## Work instruction
Your response must be made up of each line in the data below that contains the string "bool".

Stored data
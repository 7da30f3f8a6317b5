// src/session.rs
//! The active user's view of the follow graph.

use crate::error::{FollowError, Result};
use crate::store::RelationshipStore;
use std::collections::BTreeSet;

/// A materialized copy of one user's relationships.
///
/// Mutations go through the store; the local copies are re-read afterwards
/// so they never drift from what is persisted.
#[derive(Debug)]
pub struct UserSession<'a> {
    store: &'a mut RelationshipStore,
    username: String,
    following: BTreeSet<String>,
    followers: BTreeSet<String>,
}

impl<'a> UserSession<'a> {
    /// Opens a session for a registered user.
    ///
    /// # Errors
    /// Returns `UnknownUser` if `username` is not in the directory.
    pub fn open(store: &'a mut RelationshipStore, username: &str) -> Result<Self> {
        let record = store
            .record(username)
            .ok_or_else(|| FollowError::UnknownUser(username.to_string()))?;
        let following = record.following().clone();
        let followers = record.followers().clone();

        Ok(Self {
            store,
            username: username.to_string(),
            following,
            followers,
        })
    }

    #[must_use]
    pub fn username(&self) -> &str {
        &self.username
    }

    #[must_use]
    pub fn store(&self) -> &RelationshipStore {
        &*self.store
    }

    /// # Errors
    /// See [`RelationshipStore::follow`].
    pub fn follow(&mut self, target: &str) -> Result<()> {
        let outcome = self.store.follow(&self.username, target);
        self.refresh();
        outcome
    }

    /// # Errors
    /// See [`RelationshipStore::unfollow`].
    pub fn unfollow(&mut self, target: &str) -> Result<()> {
        let outcome = self.store.unfollow(&self.username, target);
        self.refresh();
        outcome
    }

    /// Re-reads both sets from the store.
    pub fn refresh(&mut self) {
        if let Some(record) = self.store.record(&self.username) {
            self.following.clone_from(record.following());
            self.followers.clone_from(record.followers());
        }
    }

    #[must_use]
    pub fn list_following(&self) -> Vec<&str> {
        self.following.iter().map(String::as_str).collect()
    }

    #[must_use]
    pub fn list_followers(&self) -> Vec<&str> {
        self.followers.iter().map(String::as_str).collect()
    }

    /// Registered users this user could still follow.
    #[must_use]
    pub fn suggestions(&self) -> Vec<&str> {
        self.store
            .users()
            .filter(|u| *u != self.username && !self.following.contains(*u))
            .collect()
    }
}

#[cfg(test)]
mod tests {
    use super::*;

    #[test]
    fn suggestions_exclude_self_and_followed() {
        let mut store = RelationshipStore::in_memory(["Ama", "Siaw", "Bo"]).unwrap();
        let mut session = UserSession::open(&mut store, "Bo").unwrap();
        session.follow("Ama").unwrap();
        assert_eq!(session.suggestions(), ["Siaw"]);
    }

    #[test]
    fn failed_follow_leaves_view_unchanged() {
        let mut store = RelationshipStore::in_memory(["Ama", "Bo"]).unwrap();
        let mut session = UserSession::open(&mut store, "Bo").unwrap();
        assert!(session.follow("Bo").is_err());
        assert!(session.list_following().is_empty());
    }

    #[test]
    fn view_tracks_changes_made_elsewhere_after_refresh() {
        let mut store = RelationshipStore::in_memory(["Ama", "Bo"]).unwrap();
        store.follow("Ama", "Bo").unwrap();
        let session = UserSession::open(&mut store, "Bo").unwrap();
        assert_eq!(session.list_followers(), ["Ama"]);
        assert_eq!(session.store().edge_count(), 1);
    }
}
// src/types.rs
//! Core data structures shared by the store, sessions and renderers.

use serde::{Deserialize, Serialize};
use std::collections::{BTreeMap, BTreeSet};

/// The full persisted collection: username -> relationships.
pub type UserTable = BTreeMap<String, RelationshipRecord>;

/// One user's view of the follow graph.
///
/// Fields are only mutated by [`crate::store::RelationshipStore`], which keeps
/// both endpoints of every edge in step.
#[derive(Debug, Clone, Default, PartialEq, Eq, Serialize, Deserialize)]
pub struct RelationshipRecord {
    #[serde(default)]
    pub(crate) following: BTreeSet<String>,
    #[serde(default)]
    pub(crate) followers: BTreeSet<String>,
}

impl RelationshipRecord {
    #[must_use]
    pub fn following(&self) -> &BTreeSet<String> {
        &self.following
    }

    #[must_use]
    pub fn followers(&self) -> &BTreeSet<String> {
        &self.followers
    }

    #[must_use]
    pub fn is_empty(&self) -> bool {
        self.following.is_empty() && self.followers.is_empty()
    }
}

/// A directed follow relation, `follower -> followed`.
#[derive(Debug, Clone, PartialEq, Eq, PartialOrd, Ord, Hash, Serialize, Deserialize)]
pub struct Edge {
    pub follower: String,
    pub followed: String,
}

impl Edge {
    #[must_use]
    pub fn new(follower: impl Into<String>, followed: impl Into<String>) -> Self {
        Self {
            follower: follower.into(),
            followed: followed.into(),
        }
    }
}

impl std::fmt::Display for Edge {
    fn fmt(&self, f: &mut std::fmt::Formatter<'_>) -> std::fmt::Result {
        write!(f, "{} -> {}", self.follower, self.followed)
    }
}

/// How a store file that breaks bidirectional consistency is treated on load.
#[derive(Debug, Clone, Copy, PartialEq, Eq, Default, Serialize, Deserialize)]
#[serde(rename_all = "lowercase")]
pub enum ConsistencyPolicy {
    /// Union one-sided edges and drop self/dangling references.
    #[default]
    Repair,
    /// Refuse to load with `CorruptData`.
    Strict,
}

/// Usernames seeded into a fresh store when no file exists yet.
pub const DEFAULT_SEED: &[&str] = &[
    "Logical", "Siaw", "Ama", "user4", "user5", "user6", "user7", "user8", "user9", "user10",
];

/// Checks a username is non-empty and carries no surrounding whitespace.
#[must_use]
pub fn is_valid_username(name: &str) -> bool {
    !name.is_empty() && name.trim() == name
}

#[cfg(test)]
mod tests {
    use super::*;

    #[test]
    fn record_reads_missing_lists_as_empty() {
        let rec: RelationshipRecord = serde_json::from_str(r#"{"following": ["Ama"]}"#).unwrap();
        assert!(rec.following().contains("Ama"));
        assert!(rec.followers().is_empty());
    }

    #[test]
    fn duplicate_entries_collapse() {
        let rec: RelationshipRecord =
            serde_json::from_str(r#"{"following": ["Ama", "Ama"], "followers": []}"#).unwrap();
        assert_eq!(rec.following().len(), 1);
    }

    #[test]
    fn username_validation() {
        assert!(is_valid_username("Bo"));
        assert!(is_valid_username("two words"));
        assert!(!is_valid_username(""));
        assert!(!is_valid_username("  "));
        assert!(!is_valid_username(" Bo"));
    }

    #[test]
    fn policy_parses_lowercase() {
        #[derive(Deserialize)]
        struct Wrap {
            p: ConsistencyPolicy,
        }
        let w: Wrap = toml::from_str("p = \"strict\"").unwrap();
        assert_eq!(w.p, ConsistencyPolicy::Strict);
    }
}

## Result
    pub fn is_empty(&self) -> bool {
pub fn is_valid_username(name: &str) -> bool {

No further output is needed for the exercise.